You may have read a couple of weeks ago about the miraculous ability of Republican senators to multitask. As the Montana Street Fighter reported recently, Senate Republicans this year have managed to generously pad their majorities on several key committees, and the way they did it was to appoint four of their number to each serve on two committees that meet every day at the same time. I’m not sure how that’s working out for those four – they must be awfully busy flying back and forth between committee meetings, trying to be in two places at the same time – but I imagine they can take some comfort in the fact that they are not the only GOP senators working miracles.

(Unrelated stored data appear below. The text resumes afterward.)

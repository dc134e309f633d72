//! Unguided randomized search over the augmented grid
//!
//! Each trial releases a fresh probe at the origin and lets it wander in
//! uniformly random legal directions until it enters a black hole, a
//! creature or a planet, or runs out of steps. The walk may well never reach
//! a planet; that is an expected outcome rather than a failure.

use log::{debug, info, trace};
use rand::{SeedableRng, rngs::StdRng, seq::IndexedRandom};
use std::borrow::Cow;
use std::collections::BTreeMap;

use crate::agent::Probe;
use crate::io::configuration::{DEFAULT_MAX_STEPS, DEFAULT_SEED, DEFAULT_TRIALS};
use crate::io::error::{Result, invalid_parameter};
use crate::io::report::RANDOM_NO_PATH_MESSAGE;
use crate::search::SearchStrategy;
use crate::search::trace::{SearchOutcome, Trace};
use crate::spatial::{BuildMode, HazardGrid, Tile, TileKind};

/// Budget and seed of a random-walk run
#[derive(Clone, Copy, Debug, PartialEq, Eq)]
pub struct RandomWalkConfig {
    /// Number of independent trials
    pub trials: usize,
    /// Step budget of a single trial
    pub max_steps: usize,
    /// Seed for the shared random generator
    pub seed: u64,
}

impl Default for RandomWalkConfig {
    fn default() -> Self {
        Self {
            trials: DEFAULT_TRIALS,
            max_steps: DEFAULT_MAX_STEPS,
            seed: DEFAULT_SEED,
        }
    }
}

impl RandomWalkConfig {
    /// Reject budgets that could never produce a route
    ///
    /// # Errors
    ///
    /// Returns an invalid parameter error if `trials` or `max_steps` is zero
    pub fn validate(&self) -> Result<()> {
        if self.trials == 0 {
            return Err(invalid_parameter("trials", &self.trials, &"must be at least 1"));
        }
        if self.max_steps == 0 {
            return Err(invalid_parameter(
                "max_steps",
                &self.max_steps,
                &"must be at least 1",
            ));
        }
        Ok(())
    }
}

/// How a single trial ended
#[derive(Clone, Copy, Debug, PartialEq, Eq)]
pub enum TrialEnd {
    /// The probe landed on a planet after this many route entries
    ReachedPlanet {
        /// Raw route length, bomb event included
        route_len: usize,
    },
    /// The probe entered a hazard
    Destroyed(TileKind),
    /// The step budget ran out
    Exhausted,
}

/// Repeated random-walk trials with a reproducible generator
pub struct RandomWalkSearch {
    config: RandomWalkConfig,
    rng: StdRng,
    trials_run: usize,
    successes: usize,
    /// Successful routes keyed by raw route length; a later route of equal length replaces an earlier one
    routes: BTreeMap<usize, Trace>,
}

impl RandomWalkSearch {
    /// Create a search seeded from the configuration
    pub fn new(config: RandomWalkConfig) -> Self {
        Self {
            config,
            rng: StdRng::seed_from_u64(config.seed),
            trials_run: 0,
            successes: 0,
            routes: BTreeMap::new(),
        }
    }

    /// Configuration in use
    pub const fn config(&self) -> &RandomWalkConfig {
        &self.config
    }

    /// Trials completed so far
    pub const fn trials_run(&self) -> usize {
        self.trials_run
    }

    /// Trials that reached a planet
    pub const fn successes(&self) -> usize {
        self.successes
    }

    /// Whether the trial budget is spent
    pub const fn is_finished(&self) -> bool {
        self.trials_run >= self.config.trials
    }

    /// Run one trial on its own view of the grid
    ///
    /// The grid is only copied if the probe detonates, so trials never see
    /// each other's bomb marks.
    ///
    /// # Errors
    ///
    /// Returns an out-of-bounds error if the probe is steered off the grid,
    /// which legal-direction filtering rules out
    pub fn execute_trial(&mut self, grid: &HazardGrid) -> Result<TrialEnd> {
        let mut field = Cow::Borrowed(grid);
        let mut probe = Probe::new();
        let mut end = TrialEnd::Exhausted;

        for _ in 0..self.config.max_steps {
            let legal = probe.legal_directions();
            let Some(&direction) = legal.choose(&mut self.rng) else {
                break;
            };

            let threat_nearby = field
                .lookup(probe.position())
                .is_some_and(Tile::has_detection);

            if probe.has_bomb() && threat_nearby {
                probe.detonate(field.to_mut(), direction)?;
            } else {
                probe.advance(direction)?;
            }

            if let Some(kind) = field
                .occupant(probe.position())
                .filter(|kind| kind.is_terminal())
            {
                end = if kind == TileKind::Planet {
                    TrialEnd::ReachedPlanet {
                        route_len: probe.route().len(),
                    }
                } else {
                    TrialEnd::Destroyed(kind)
                };
                break;
            }
        }

        trace!("trial {} ended: {end:?}", self.trials_run);
        self.trials_run += 1;

        if let TrialEnd::ReachedPlanet { route_len } = end {
            self.successes += 1;
            self.routes.insert(route_len, probe.into_trace());
        }

        Ok(end)
    }

    /// Run every remaining trial and report the shortest successful route
    ///
    /// # Errors
    ///
    /// Propagates errors from [`Self::execute_trial`]
    pub fn run(&mut self, grid: &HazardGrid) -> Result<SearchOutcome> {
        while !self.is_finished() {
            self.execute_trial(grid)?;
        }
        info!(
            "random walk: {} of {} trials reached a planet",
            self.successes, self.trials_run
        );
        Ok(self.outcome())
    }

    /// Shortest successful route so far
    pub fn outcome(&self) -> SearchOutcome {
        self.routes
            .first_key_value()
            .map_or(SearchOutcome::NoPathFound, |(route_len, trace)| {
                debug!("shortest random route has {route_len} entries");
                SearchOutcome::Found(trace.clone())
            })
    }
}

impl SearchStrategy for RandomWalkSearch {
    fn name(&self) -> &'static str {
        "Random search"
    }

    fn grid_mode(&self) -> BuildMode {
        BuildMode::Augmented
    }

    fn no_path_message(&self) -> &'static str {
        RANDOM_NO_PATH_MESSAGE
    }

    fn search(&mut self, grid: &mut HazardGrid) -> Result<SearchOutcome> {
        self.check_grid(grid)?;
        self.run(grid)
    }
}
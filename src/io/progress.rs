//! Progress display for random-walk trials

use crate::io::configuration::PROGRESS_BAR_WIDTH;
use indicatif::{ProgressBar, ProgressStyle};
use std::sync::LazyLock;

static TRIAL_STYLE: LazyLock<ProgressStyle> = LazyLock::new(|| {
    ProgressStyle::default_bar()
        .template(&format!(
            "[{{elapsed_precise}}] {{msg}} [{{bar:{PROGRESS_BAR_WIDTH}.cyan/blue}}] {{pos}}/{{len}}"
        ))
        .unwrap_or_else(|_| ProgressStyle::default_bar())
        .progress_chars("█▉▊▋▌▍▎▏ ")
});

/// Tracks trials completed and successes found during a random walk
pub struct TrialProgress {
    bar: ProgressBar,
    successes: usize,
}

impl TrialProgress {
    /// Create a visible progress bar for `trials` trials
    pub fn new(trials: usize) -> Self {
        let bar = ProgressBar::new(trials as u64);
        bar.set_style(TRIAL_STYLE.clone());
        bar.set_message("0 found");
        Self { bar, successes: 0 }
    }

    /// Create a progress tracker that draws nothing
    pub fn hidden(trials: usize) -> Self {
        let bar = ProgressBar::hidden();
        bar.set_length(trials as u64);
        Self { bar, successes: 0 }
    }

    /// Record a finished trial
    pub fn complete_trial(&mut self, reached_planet: bool) {
        if reached_planet {
            self.successes += 1;
            self.bar.set_message(format!("{} found", self.successes));
        }
        self.bar.inc(1);
    }

    /// Trials recorded so far
    pub fn position(&self) -> u64 {
        self.bar.position()
    }

    /// Successful trials recorded so far
    pub const fn successes(&self) -> usize {
        self.successes
    }

    /// Remove the bar from the terminal
    pub fn finish(&self) {
        self.bar.finish_and_clear();
    }
}
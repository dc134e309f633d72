//! Driver plumbing around the search core: input, output and configuration

/// Command-line arguments and strategy orchestration
pub mod cli;
/// Universe constants and runtime defaults
pub mod configuration;
/// Error taxonomy and context helpers
pub mod error;
/// Hazard list parsing and loading
pub mod hazards;
/// Progress display for random-walk trials
pub mod progress;
/// Text reports of search outcomes
pub mod report;
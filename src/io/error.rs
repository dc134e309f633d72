//! Error types and context management for navigation operations

use std::fmt;
use std::path::PathBuf;

use crate::spatial::{Coordinate, Direction};

/// Main error type for all navigation operations
///
/// An unreachable planet is not an error; searches report it as
/// [`crate::search::SearchOutcome::NoPathFound`].
#[derive(Debug)]
pub enum NavigationError {
    /// A probe step would leave the grid
    ///
    /// Strategies only steer along pre-filtered legal directions, so this
    /// signals a defect in the caller rather than a recoverable condition.
    OutOfBounds {
        /// Probe position when the step was attempted
        position: Coordinate,
        /// Offending direction
        direction: Direction,
    },

    /// A hazard list line could not be understood
    HazardParse {
        /// 1-based line number
        line: usize,
        /// Description of what's wrong with the line
        reason: String,
    },

    /// Parameter validation failed
    InvalidParameter {
        /// Name of the invalid parameter
        parameter: &'static str,
        /// Provided value that failed validation
        value: String,
        /// Explanation of why the value is invalid
        reason: String,
    },

    /// General file system or stream operation failure
    FileSystem {
        /// Path involved in the operation
        path: PathBuf,
        /// Description of the operation that failed
        operation: &'static str,
        /// Underlying I/O error
        source: std::io::Error,
    },
}

impl fmt::Display for NavigationError {
    fn fmt(&self, f: &mut fmt::Formatter<'_>) -> fmt::Result {
        match self {
            Self::OutOfBounds {
                position,
                direction,
            } => {
                write!(f, "Step {direction} from ({position}) leaves the grid")
            }
            Self::HazardParse { line, reason } => {
                write!(f, "Invalid hazard record on line {line}: {reason}")
            }
            Self::InvalidParameter {
                parameter,
                value,
                reason,
            } => {
                write!(f, "Invalid parameter '{parameter}' = '{value}': {reason}")
            }
            Self::FileSystem {
                path,
                operation,
                source,
            } => {
                write!(
                    f,
                    "File system error during {operation} on '{}': {source}",
                    path.display()
                )
            }
        }
    }
}

impl std::error::Error for NavigationError {
    fn source(&self) -> Option<&(dyn std::error::Error + 'static)> {
        match self {
            Self::FileSystem { source, .. } => Some(source),
            _ => None,
        }
    }
}

/// Convenience type alias for navigation results
pub type Result<T> = std::result::Result<T, NavigationError>;

/// Additional context to enrich error messages
#[derive(Debug, Clone, Default)]
pub struct ErrorContext {
    /// File involved in the failing operation
    pub path: Option<PathBuf>,
    /// Operation being performed
    pub operation: Option<&'static str>,
}

/// Enriches error messages with the state of the failing operation
pub trait WithContext<T> {
    /// Add error context to a Result
    ///
    /// # Errors
    ///
    /// Propagates the original error with additional context applied
    fn with_context(self, context: ErrorContext) -> Result<T>;

    /// Add path and operation context
    ///
    /// # Errors
    ///
    /// Propagates the original error with the path and operation applied
    fn with_path(self, path: impl Into<PathBuf>, operation: &'static str) -> Result<T>;
}

impl<T, E> WithContext<T> for std::result::Result<T, E>
where
    E: Into<NavigationError>,
{
    fn with_context(self, context: ErrorContext) -> Result<T> {
        self.map_err(|e| {
            let mut error = e.into();
            // Only file system errors carry a path worth replacing
            if let NavigationError::FileSystem {
                path, operation, ..
            } = &mut error
            {
                if let Some(context_path) = context.path {
                    *path = context_path;
                }
                if let Some(context_operation) = context.operation {
                    *operation = context_operation;
                }
            }
            error
        })
    }

    fn with_path(self, path: impl Into<PathBuf>, operation: &'static str) -> Result<T> {
        self.with_context(ErrorContext {
            path: Some(path.into()),
            operation: Some(operation),
        })
    }
}

impl From<std::io::Error> for NavigationError {
    fn from(err: std::io::Error) -> Self {
        Self::FileSystem {
            path: PathBuf::from("<unknown>"),
            operation: "unknown",
            source: err,
        }
    }
}

/// Create an invalid parameter error
pub fn invalid_parameter(
    parameter: &'static str,
    value: &impl ToString,
    reason: &impl ToString,
) -> NavigationError {
    NavigationError::InvalidParameter {
        parameter,
        value: value.to_string(),
        reason: reason.to_string(),
    }
}

/// Create a hazard list parse error
pub fn parse_error(line: usize, reason: &impl ToString) -> NavigationError {
    NavigationError::HazardParse {
        line,
        reason: reason.to_string(),
    }
}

Take, for example, John Brenden.

Brenden, who comes from Scobey, had a bill in the Senate this week requiring the publication of a state government telephone directory, on paper, every two years.  You might wonder why, with both a state phone book and state employee directory instantly available on line, Brenden thinks such a throwback is needed. Well, if you listen to his presentation of the bill on the floor (click here), it will all become clear, sort of.

Suppose, Brenden says, that a constituent calls when you are driving down the road, and you need to give her contact information for someone in state government. And suppose you are in an area where there is no cell service, so you can’t access the on-line directories on your smart phone. Well gee, if you have that phone book with you, you’re all set.

Here’s where that miraculous Republican multitasking comes in. Brenden is apparently able to drive, read a phone directory, and talk on the phone without access to cell service, all at the same time! How he does that plumb evades me.